**MATERIAL FOR THIS EXERCISE:**
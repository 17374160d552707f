pub mod client;

use async_trait::async_trait;
use serde::{Deserialize, Serialize};
use serde_json::Value;

use crate::error::ClientError;

pub use client::HttpSpeechApi;

/// Body of `POST /speak`. Unset optional fields are left out of the JSON.
#[derive(Debug, Clone, PartialEq, Serialize)]
pub struct SpeakRequest {
    pub text: String,
    pub language: String,
    pub gender: String,
    #[serde(skip_serializing_if = "Option::is_none")]
    pub voice_id: Option<String>,
    #[serde(skip_serializing_if = "Option::is_none")]
    pub rate: Option<u32>,
    #[serde(skip_serializing_if = "Option::is_none")]
    pub volume: Option<f32>,
}

/// Parsed body of a `/speak` response.
#[derive(Debug, Clone, PartialEq)]
pub enum SpeakReply {
    /// The server rendered audio at `url`.
    Audio { url: String },
    /// Anything else the server sent back, success or not.
    Other(Value),
}

impl SpeakReply {
    /// A `url` counts when it is truthy in the JavaScript sense; non-string
    /// values are stringified the same way an `src` attribute would be.
    /// A `null` body has no fields to read and is a failure.
    pub fn from_value(value: Value) -> Result<Self, ClientError> {
        if value.is_null() {
            return Err(ClientError::NullReply);
        }

        let url = value.get("url").filter(|url| is_truthy(url)).map(js_string);

        Ok(match url {
            Some(url) => SpeakReply::Audio { url },
            None => SpeakReply::Other(value),
        })
    }
}

fn is_truthy(value: &Value) -> bool {
    match value {
        Value::Null => false,
        Value::Bool(b) => *b,
        Value::Number(n) => n.as_f64().map_or(true, |f| f != 0.0 && !f.is_nan()),
        Value::String(s) => !s.is_empty(),
        Value::Array(_) | Value::Object(_) => true,
    }
}

fn js_string(value: &Value) -> String {
    match value {
        Value::Null => String::new(),
        Value::Bool(b) => b.to_string(),
        Value::Number(n) => match n.as_f64() {
            Some(f) if n.is_f64() && f.fract() == 0.0 && f.abs() < 1e15 => (f as i64).to_string(),
            _ => n.to_string(),
        },
        Value::String(s) => s.clone(),
        Value::Array(items) => items.iter().map(js_string).collect::<Vec<_>>().join(","),
        Value::Object(_) => "[object Object]".to_string(),
    }
}

#[derive(Debug, Clone, Default, PartialEq, Deserialize)]
pub struct Voice {
    pub id: Option<String>,
    pub name: Option<String>,
    pub languages: Option<Vec<String>>,
}

#[async_trait]
pub trait SpeechApi: Send + Sync + 'static {
    async fn speak(&self, request: &SpeakRequest) -> Result<SpeakReply, ClientError>;
    async fn voices(&self) -> Result<Vec<Voice>, ClientError>;
}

**EXERCISE DESCRIPTION:** Go through the data above and find the lines with the word "match". Copy each of those lines.

**TASK RESPONSE:**
        Ok(match url {
    match value {
    match value {
        Value::Number(n) => match n.as_f64() {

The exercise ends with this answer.